出口王仁三郎の霊界探訪記

 大本教の聖師として20世紀前半活躍した出口王仁三郎は、出色した霊能者であり予言者であり宗教家であった。太平洋戦争の勃発と敗戦を予言していたことでも知られる。その功績は、未だ世界からほとんど評価されていない。あまりにも巨人であるがために理解できないようである。しかし、王仁三郎が主張し記述した内容は神からのメッセージであり真理である。これから研究を深めていくことが必要である。神のメッセージが隠されているのである。

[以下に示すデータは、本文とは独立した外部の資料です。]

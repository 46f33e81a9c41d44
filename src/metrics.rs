//! Keyword-metrics provider client
//!
//! Talks to the remote metrics service that wraps the ads platform's
//! keyword-ideas API. Seeds go out in batches; responses are normalized
//! into [`Keyword`] values (competition buckets, CPC micros divided out,
//! minimum-volume filter, total cap). The provider is behind a trait so
//! tests and the pipeline construct whatever implementation they need.

use std::time::Duration;

use async_trait::async_trait;
use serde::{Deserialize, Serialize};
use thiserror::Error;
use tracing::debug;

use crate::config::MetricsServiceConfig;
use crate::types::{Competition, Keyword};

/// Errors from the metrics provider
#[derive(Debug, Error)]
pub enum MetricsError {
    #[error("HTTP error: {0}")]
    Http(#[from] reqwest::Error),
    #[error("provider error: {0}")]
    Provider(String),
    #[error("provider returned an unparseable response")]
    BadResponse,
}

/// Source of keyword metrics. Implementations are swapped by construction.
#[async_trait]
pub trait MetricsProvider: Send + Sync {
    /// Fetch metrics for the given seeds in one market/language.
    async fn keyword_metrics(
        &self,
        seeds: &[String],
        country: &str,
        language: &str,
    ) -> Result<Vec<Keyword>, MetricsError>;
}

#[derive(Debug, Serialize)]
struct IdeasRequest<'a> {
    keywords: &'a [String],
    country: &'a str,
    language: &'a str,
}

#[derive(Debug, Deserialize)]
struct IdeasResponse {
    success: bool,
    #[serde(default)]
    keywords: Vec<IdeaEntry>,
    #[serde(default)]
    error: Option<String>,
}

#[derive(Debug, Deserialize)]
#[serde(rename_all = "camelCase")]
struct IdeaEntry {
    keyword: String,
    #[serde(default)]
    search_volume: i64,
    #[serde(default)]
    competition: String,
    /// Low top-of-page bid in micros
    #[serde(default)]
    cpc: f64,
    /// High top-of-page bid in micros
    #[serde(default)]
    cpc_high: f64,
}

/// HTTP client for the keyword-metrics service
pub struct KeywordMetricsClient {
    client: reqwest::Client,
    base_url: String,
    batch_size: usize,
    min_search_volume: u64,
    max_keywords: usize,
}

impl KeywordMetricsClient {
    pub fn new(
        config: &MetricsServiceConfig,
        min_search_volume: u64,
        max_keywords: usize,
    ) -> Result<Self, MetricsError> {
        let client = reqwest::Client::builder()
            .timeout(Duration::from_secs(config.timeout_secs))
            .build()?;
        Ok(Self {
            client,
            base_url: config.base_url.trim_end_matches('/').to_string(),
            batch_size: config.batch_size.max(1),
            min_search_volume,
            max_keywords,
        })
    }

    async fn fetch_batch(
        &self,
        batch: &[String],
        country: &str,
        language: &str,
    ) -> Result<Vec<IdeaEntry>, MetricsError> {
        let url = format!("{}/generate-keyword-ideas", self.base_url);
        let request = IdeasRequest {
            keywords: batch,
            country,
            language,
        };

        let response = self.client.post(&url).json(&request).send().await?;
        let status = response.status();
        if !status.is_success() {
            let message = response.text().await.unwrap_or_default();
            return Err(MetricsError::Provider(format!("status {}: {}", status, message)));
        }

        let body: IdeasResponse = response.json().await.map_err(|_| MetricsError::BadResponse)?;
        if !body.success {
            return Err(MetricsError::Provider(
                body.error.unwrap_or_else(|| "unknown provider error".to_string()),
            ));
        }
        Ok(body.keywords)
    }
}

#[async_trait]
impl MetricsProvider for KeywordMetricsClient {
    async fn keyword_metrics(
        &self,
        seeds: &[String],
        country: &str,
        language: &str,
    ) -> Result<Vec<Keyword>, MetricsError> {
        let mut entries = Vec::new();
        let batches = seeds.chunks(self.batch_size);
        let batch_count = (seeds.len() + self.batch_size - 1) / self.batch_size.max(1);

        for (index, batch) in batches.enumerate() {
            debug!(
                "fetching keyword metrics batch {}/{} ({} seeds)",
                index + 1,
                batch_count,
                batch.len()
            );
            let mut batch_entries = self.fetch_batch(batch, country, language).await?;
            entries.append(&mut batch_entries);
            if entries.len() >= self.max_keywords {
                debug!("reached max keywords cap ({})", self.max_keywords);
                break;
            }
        }

        let keywords = normalize_entries(entries, self.min_search_volume, self.max_keywords);
        debug!("metrics provider returned {} usable keywords", keywords.len());
        Ok(keywords)
    }
}

/// Normalize raw provider entries: drop low-volume keywords, convert CPC
/// micros to currency units, bucket competition, cap the total.
fn normalize_entries(entries: Vec<IdeaEntry>, min_volume: u64, cap: usize) -> Vec<Keyword> {
    let mut keywords = Vec::new();
    let mut seen = std::collections::HashSet::new();

    for entry in entries {
        if keywords.len() >= cap {
            break;
        }
        let volume = entry.search_volume.max(0) as u64;
        if volume < min_volume {
            continue;
        }
        let text = entry.keyword.trim().to_lowercase();
        if text.is_empty() || !seen.insert(text.clone()) {
            continue;
        }

        let mut cpc_low = entry.cpc.max(0.0) / 1_000_000.0;
        let mut cpc_high = entry.cpc_high.max(0.0) / 1_000_000.0;
        if cpc_high < cpc_low {
            std::mem::swap(&mut cpc_low, &mut cpc_high);
        }

        keywords.push(
            Keyword::new(text, volume, Competition::parse(&entry.competition))
                .with_cpc(cpc_low, cpc_high),
        );
    }

    keywords
}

 今回、王仁三郎が芙蓉仙人に先導されて訪れた霊界の入り口と審判について紹介する。ここで紹介する内容は、霊界物語.ネット~出口王仁三郎大図書館~からの転載であることをお断りしておく。

https://reikaimonogatari.net/index.php?obc=rm0105

 霊界の姿―天界、地獄界の様子については、上記WEBサイトに詳しく記述紹介されているので、関心のある方はアクセスしてください。

 

霊界物語 > 第1巻 > 第1篇 幽界の探険 > 第5章 霊界の修業

 霊界には天界と、地獄界と、中有界との三大境域があつて、天界は正しき神々や正しき人々の霊魂の安住する国であり、地獄界は邪神の集まる国であり、罪悪者の堕ちてゆく国である。そして天界は至善、至美、至明、至楽の神境で、天の神界、地の神界に別れてをり、天の神界にも地の神界にも、各自三段の区劃が定まり、上中下の三段の御魂が、それぞれに鎮まる楽園である。地獄界も根の国、底の国にわかれ、各自三段に区劃され、罪の軽重、大小によりて、それぞれに堕ちてゆく至悪、至醜、至寒、至苦の刑域である。今自分はここに霊界の御許しを得て、天界、地獄界などの大要を表示して見やう。

霊界の大要

[#図 霊界の大要]

 

 霊界の大要は大略前記のとほりであるが、自分は芙蓉仙人の先導にて、霊界探険の途に上ることとなつた。勿論身は高熊山に端坐して、ただ霊魂のみが往つたのである。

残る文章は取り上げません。